====== DATA TO USE

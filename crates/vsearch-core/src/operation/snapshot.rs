use std::future::Future;
use std::sync::Arc;

use crate::retry::TransportError;

/// Status payload of a remote operation. Terminal and successful are decided
/// by the payload type; the controller never interprets status strings.
pub trait OperationSnapshot {
    /// No further status change is expected.
    fn is_terminal(&self) -> bool;

    /// Only meaningful when `is_terminal()` is true.
    fn is_successful(&self) -> bool;

    /// Server-supplied reason for an unsuccessful terminal state.
    fn failure_reason(&self) -> Option<&str>;
}

/// Transport calls the controller needs for one started operation.
pub trait OperationHandle: Send + Sync {
    type Snapshot: OperationSnapshot + Clone + Send;

    /// Fetch the current status snapshot.
    fn fetch_status(&self) -> impl Future<Output = Result<Self::Snapshot, TransportError>> + Send;

    /// Ask the server to cancel the operation. Never retried by the controller.
    fn request_cancel(&self) -> impl Future<Output = Result<(), TransportError>> + Send;
}

impl<H: OperationHandle> OperationHandle for Arc<H> {
    type Snapshot = H::Snapshot;

    fn fetch_status(&self) -> impl Future<Output = Result<Self::Snapshot, TransportError>> + Send {
        (**self).fetch_status()
    }

    fn request_cancel(&self) -> impl Future<Output = Result<(), TransportError>> + Send {
        (**self).request_cancel()
    }
}
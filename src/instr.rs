//! Bytecode instruction shape: opcode mnemonics and the five operand
//! fields (`argument`, `offset`, `name`, `extra`, `source_line`) a
//! compiled arena program is made of.

use std::fmt;

#[derive(Debug, Clone, Copy, PartialEq, Eq)]
pub enum Opcode {
    StackAlloc,
    StackFree,
    LoadConst,
    StackPop,
    VarAlloc,
    VarStore,
    VarLoad,
    VarFree,
    VarPtr,
    StencilAlloc,
    FieldStore,
    FieldLoad,
    CallNat,
}

impl Opcode {
    pub fn mnemonic(&self) -> &'static str {
        match self {
            Opcode::StackAlloc => "STACK_ALLOC",
            Opcode::StackFree => "STACK_FREE",
            Opcode::LoadConst => "LOAD_CONST",
            Opcode::StackPop => "STACK_POP",
            Opcode::VarAlloc => "VAR_ALLOC",
            Opcode::VarStore => "VAR_STORE",
            Opcode::VarLoad => "VAR_LOAD",
            Opcode::VarFree => "VAR_FREE",
            Opcode::VarPtr => "VAR_PTR",
            Opcode::StencilAlloc => "STENCIL_ALLOC",
            Opcode::FieldStore => "FIELD_STORE",
            Opcode::FieldLoad => "FIELD_LOAD",
            Opcode::CallNat => "CALL_NAT",
        }
    }
}

impl fmt::Display for Opcode {
    fn fmt(&self, f: &mut fmt::Formatter<'_>) -> fmt::Result {
        f.write_str(self.mnemonic())
    }
}

/// One compiled instruction. Not every field is meaningful for every
/// opcode; see the per-opcode constructors below for the fields each
/// opcode actually uses.
#[derive(Debug, Clone)]
pub struct Instruction {
    pub opcode: Opcode,
    pub argument: i64,
    pub offset: i64,
    pub name: Option<String>,
    pub extra: u8,
    pub source_line: u32,
}

impl Instruction {
    fn bare(opcode: Opcode, line: u32) -> Self {
        Instruction { opcode, argument: 0, offset: 0, name: None, extra: 0, source_line: line }
    }

    pub fn stack_alloc(capacity: usize, line: u32) -> Self {
        Instruction { argument: capacity as i64, ..Self::bare(Opcode::StackAlloc, line) }
    }

    pub fn stack_free(line: u32) -> Self {
        Self::bare(Opcode::StackFree, line)
    }

    pub fn load_const(pool_idx: usize, line: u32) -> Self {
        Instruction { argument: pool_idx as i64, ..Self::bare(Opcode::LoadConst, line) }
    }

    pub fn stack_pop(line: u32) -> Self {
        Self::bare(Opcode::StackPop, line)
    }

    pub fn var_alloc(slot: usize, mask: u8, line: u32) -> Self {
        Instruction { argument: slot as i64, extra: mask, ..Self::bare(Opcode::VarAlloc, line) }
    }

    pub fn var_store(slot: usize, line: u32) -> Self {
        Instruction { argument: slot as i64, ..Self::bare(Opcode::VarStore, line) }
    }

    pub fn var_load(slot: usize, line: u32) -> Self {
        Instruction { argument: slot as i64, ..Self::bare(Opcode::VarLoad, line) }
    }

    pub fn var_free(slot: usize, line: u32) -> Self {
        Instruction { argument: slot as i64, ..Self::bare(Opcode::VarFree, line) }
    }

    pub fn var_ptr(slot: usize, tag: u8, line: u32) -> Self {
        Instruction { argument: slot as i64, extra: tag, ..Self::bare(Opcode::VarPtr, line) }
    }

    pub fn stencil_alloc(slot: usize, total_size: usize, line: u32) -> Self {
        Instruction {
            argument: slot as i64,
            offset: total_size as i64,
            ..Self::bare(Opcode::StencilAlloc, line)
        }
    }

    pub fn field_store(slot: usize, field_offset: usize, field_tag: u8, line: u32) -> Self {
        Instruction {
            argument: slot as i64,
            offset: field_offset as i64,
            extra: field_tag,
            ..Self::bare(Opcode::FieldStore, line)
        }
    }

    pub fn field_load(slot: usize, field_offset: usize, field_tag: u8, line: u32) -> Self {
        Instruction {
            argument: slot as i64,
            offset: field_offset as i64,
            extra: field_tag,
            ..Self::bare(Opcode::FieldLoad, line)
        }
    }

    pub fn call_nat(name: &str, argc: usize, line: u32) -> Self {
        Instruction {
            argument: argc as i64,
            name: Some(name.to_string()),
            ..Self::bare(Opcode::CallNat, line)
        }
    }
}

/// A compiled program: instructions plus the deduplicated constant pool
/// they reference by index.
#[derive(Debug, Clone, Default)]
pub struct ByteCode {
    pub instructions: Vec<Instruction>,
    pub constants: Vec<crate::tag::Constant>,
}
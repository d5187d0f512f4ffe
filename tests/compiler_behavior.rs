//! Compiler-level behavior: constant pool dedup, slot reuse, union-mask
//! constraints, and the compile-time errors that replace what would
//! otherwise be runtime use-after-free / undefined-name bugs.

use arenalang::ast::{Expr, Literal, Program, Stmt};
use arenalang::instr::Opcode;
use arenalang::{CompileError, Compiler};

fn alloc(size: i32, body: Vec<Stmt>) -> Program {
    Program { stmts: vec![Stmt::Alloc { size: Expr::Literal(Literal::Int(size)), body, line: 1 }] }
}

fn assign(name: &str, value: Expr) -> Stmt {
    Stmt::Assign { name: name.to_string(), constraint: None, value, line: 1 }
}

#[test]
fn identical_literals_share_one_constant_pool_slot() {
    let program = alloc(
        16,
        vec![
            assign("a", Expr::Literal(Literal::Int(5))),
            assign("b", Expr::Literal(Literal::Int(5))),
            assign("c", Expr::Literal(Literal::Int(6))),
        ],
    );
    let code = Compiler::new().compile(&program).unwrap();
    assert_eq!(code.constants.len(), 2);
}

#[test]
fn reassigning_a_name_reuses_its_slot_rather_than_reallocating() {
    let program = alloc(
        16,
        vec![
            assign("x", Expr::Literal(Literal::Int(1))),
            assign("x", Expr::Literal(Literal::Int(2))),
        ],
    );
    let code = Compiler::new().compile(&program).unwrap();
    let allocs: Vec<i64> = code
        .instructions
        .iter()
        .filter(|i| i.opcode == Opcode::VarAlloc)
        .map(|i| i.argument)
        .collect();
    assert_eq!(allocs.len(), 1, "second assignment must not re-VAR_ALLOC the same slot");
}

#[test]
fn using_a_name_after_free_is_a_compile_error_not_a_runtime_one() {
    let program = alloc(
        16,
        vec![
            assign("x", Expr::Literal(Literal::Int(1))),
            Stmt::Free { name: "x".to_string(), line: 2 },
            assign("y", Expr::Ident("x".to_string())),
        ],
    );
    let errs = Compiler::new().compile(&program).unwrap_err();
    assert!(matches!(errs[0], CompileError::UndefinedVariable { ref name, .. } if name == "x"));
}

#[test]
fn unknown_type_name_in_a_union_constraint_is_rejected() {
    let program = alloc(
        16,
        vec![Stmt::Assign {
            name: "x".to_string(),
            constraint: Some(vec!["int".to_string(), "nope".to_string()]),
            value: Expr::Literal(Literal::Int(1)),
            line: 1,
        }],
    );
    let errs = Compiler::new().compile(&program).unwrap_err();
    assert!(matches!(errs[0], CompileError::UnknownTypeName { ref name, .. } if name == "nope"));
}

#[test]
fn statements_outside_any_alloc_block_are_rejected() {
    let program = Program { stmts: vec![assign("x", Expr::Literal(Literal::Int(1)))] };
    let errs = Compiler::new().compile(&program).unwrap_err();
    assert!(matches!(errs[0], CompileError::OutsideAllocBlock { .. }));
}

#[test]
fn undeclared_struct_type_in_a_literal_is_rejected() {
    let program = alloc(
        32,
        vec![assign(
            "v",
            Expr::StructLiteral { name: "missing".to_string(), fields: vec![] },
        )],
    );
    let errs = Compiler::new().compile(&program).unwrap_err();
    assert!(matches!(errs[0], CompileError::UndefinedStructType { ref name, .. } if name == "missing"));
}

#[test]
fn field_access_on_a_scalar_variable_is_rejected() {
    let program = alloc(
        16,
        vec![
            assign("x", Expr::Literal(Literal::Int(1))),
            Stmt::FieldAssign {
                target: "x".to_string(),
                field: "y".to_string(),
                value: Expr::Literal(Literal::Int(2)),
                line: 2,
            },
        ],
    );
    let errs = Compiler::new().compile(&program).unwrap_err();
    assert!(matches!(errs[0], CompileError::NotAStructOrTuple { ref name, .. } if name == "x"));
}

============

» **REQUIRED WORK**
Retype the records above from the very first line down to the line with "use std::fmt;", keeping both of those lines. Include nothing beyond them.

» **PROBLEM SOLUTION**
filename crates/vsearch-core/src/operation/snapshot.rs
use std::future::Future;
use std::sync::Arc;

use crate::retry::TransportError;

/// Status payload of a remote operation. Terminal and successful are decided
/// by the payload type; the controller never interprets status strings.
pub trait OperationSnapshot {
    /// No further status change is expected.
    fn is_terminal(&self) -> bool;

    /// Only meaningful when `is_terminal()` is true.
    fn is_successful(&self) -> bool;

    /// Server-supplied reason for an unsuccessful terminal state.
    fn failure_reason(&self) -> Option<&str>;
}

/// Transport calls the controller needs for one started operation.
pub trait OperationHandle: Send + Sync {
    type Snapshot: OperationSnapshot + Clone + Send;

    /// Fetch the current status snapshot.
    fn fetch_status(&self) -> impl Future<Output = Result<Self::Snapshot, TransportError>> + Send;

    /// Ask the server to cancel the operation. Never retried by the controller.
    fn request_cancel(&self) -> impl Future<Output = Result<(), TransportError>> + Send;
}

impl<H: OperationHandle> OperationHandle for Arc<H> {
    type Snapshot = H::Snapshot;

    fn fetch_status(&self) -> impl Future<Output = Result<Self::Snapshot, TransportError>> + Send {
        (**self).fetch_status()
    }

    fn request_cancel(&self) -> impl Future<Output = Result<(), TransportError>> + Send {
        (**self).request_cancel()
    }
}
filename src/instr.rs
//! Bytecode instruction shape: opcode mnemonics and the five operand
//! fields (`argument`, `offset`, `name`, `extra`, `source_line`) a
//! compiled arena program is made of.

use std::fmt;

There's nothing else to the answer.